Durante la pandemia hubo un breve tiempo de casi unidad en la ciudadanía, quizá por la incredulidad de que algo así nos estuviera pasando. Fue un mes, tal vez: la gravedad era innegable con esos mil muertos diarios y aceptamos medidas durísimas porque sentíamos la urgencia. Pero duró poco porque algunos sectores comenzaron a agitar el descontento y llegaron los Cayetanos para manifestarse y difundir bulos; esa ultraderecha que convirtió las mascarillas en símbolo de sumisión, que alzó las sospechas sobre unas vacunas que, por el contrario, fueron fundamentales para ir saliendo de la crisis. 
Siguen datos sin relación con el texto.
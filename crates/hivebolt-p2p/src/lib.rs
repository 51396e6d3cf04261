//! hivebolt-p2p
//!
//! Framed TCP transport for HiveBolt nodes: length-prefixed frames with an
//! authenticated mutual-challenge handshake, strict per-direction sequence
//! numbers, and task-per-connection session loops feeding the chain writer
//! through a bounded queue.

pub mod config;
pub mod frame;
pub mod handshake;
pub mod message;
pub mod network;
pub mod queue;
pub mod session;

pub use config::P2pConfig;
pub use frame::{read_frame, write_frame, Frame, P2pError};
pub use handshake::{perform_handshake, PeerIdentity};
pub use message::NetMessage;
pub use network::{P2pHandle, P2pNetwork};
pub use queue::{InboundQueue, PeerEvent};
pub use session::SeqTracker;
Ahora, cada vez que llega una nueva crisis -una DANA, un apagón, una guerra-, ven la oportunidad para dinamitar la confianza pública. No importa la gravedad del desastre, ni que se actúe con rapidez o eficacia. Importa el relato. Mejor aún si cunde el caos, si todo es sospechoso, si toda autoridad es criminalizada... salvo la suya. La próxima pandemia no dispondrá ni de una semana de margen antes de enfrentarse a una campaña coordinada de sabotaje informativo. Lo importante es debilitar el sistema democrático. Porque no lo quieren más fuerte, lo quieren sometido. Y si ha de caer, que caiga. Ellos sabrán aprovechar el vacío. No podemos seguir actuando como si el principal problema fuera solo el virus, el apagón o la meteorología asociada al calentamiento global. El problema es ese ejército de agitadores bien financiado, bien conectado y sin escrúpulos, que ha convertido la mentira en estrategia de poder. Si no nos tomamos en serio ese virus -el que corroe la verdad y la convivencia-, la próxima emergencia no será sanitaria ni climática: será democrática. Habrá que recordar que no se puede ser ya neutral cuando se agita el fuego o se grita desde un sector que lleva años afirmando que cuanto peor mejor y etcétera.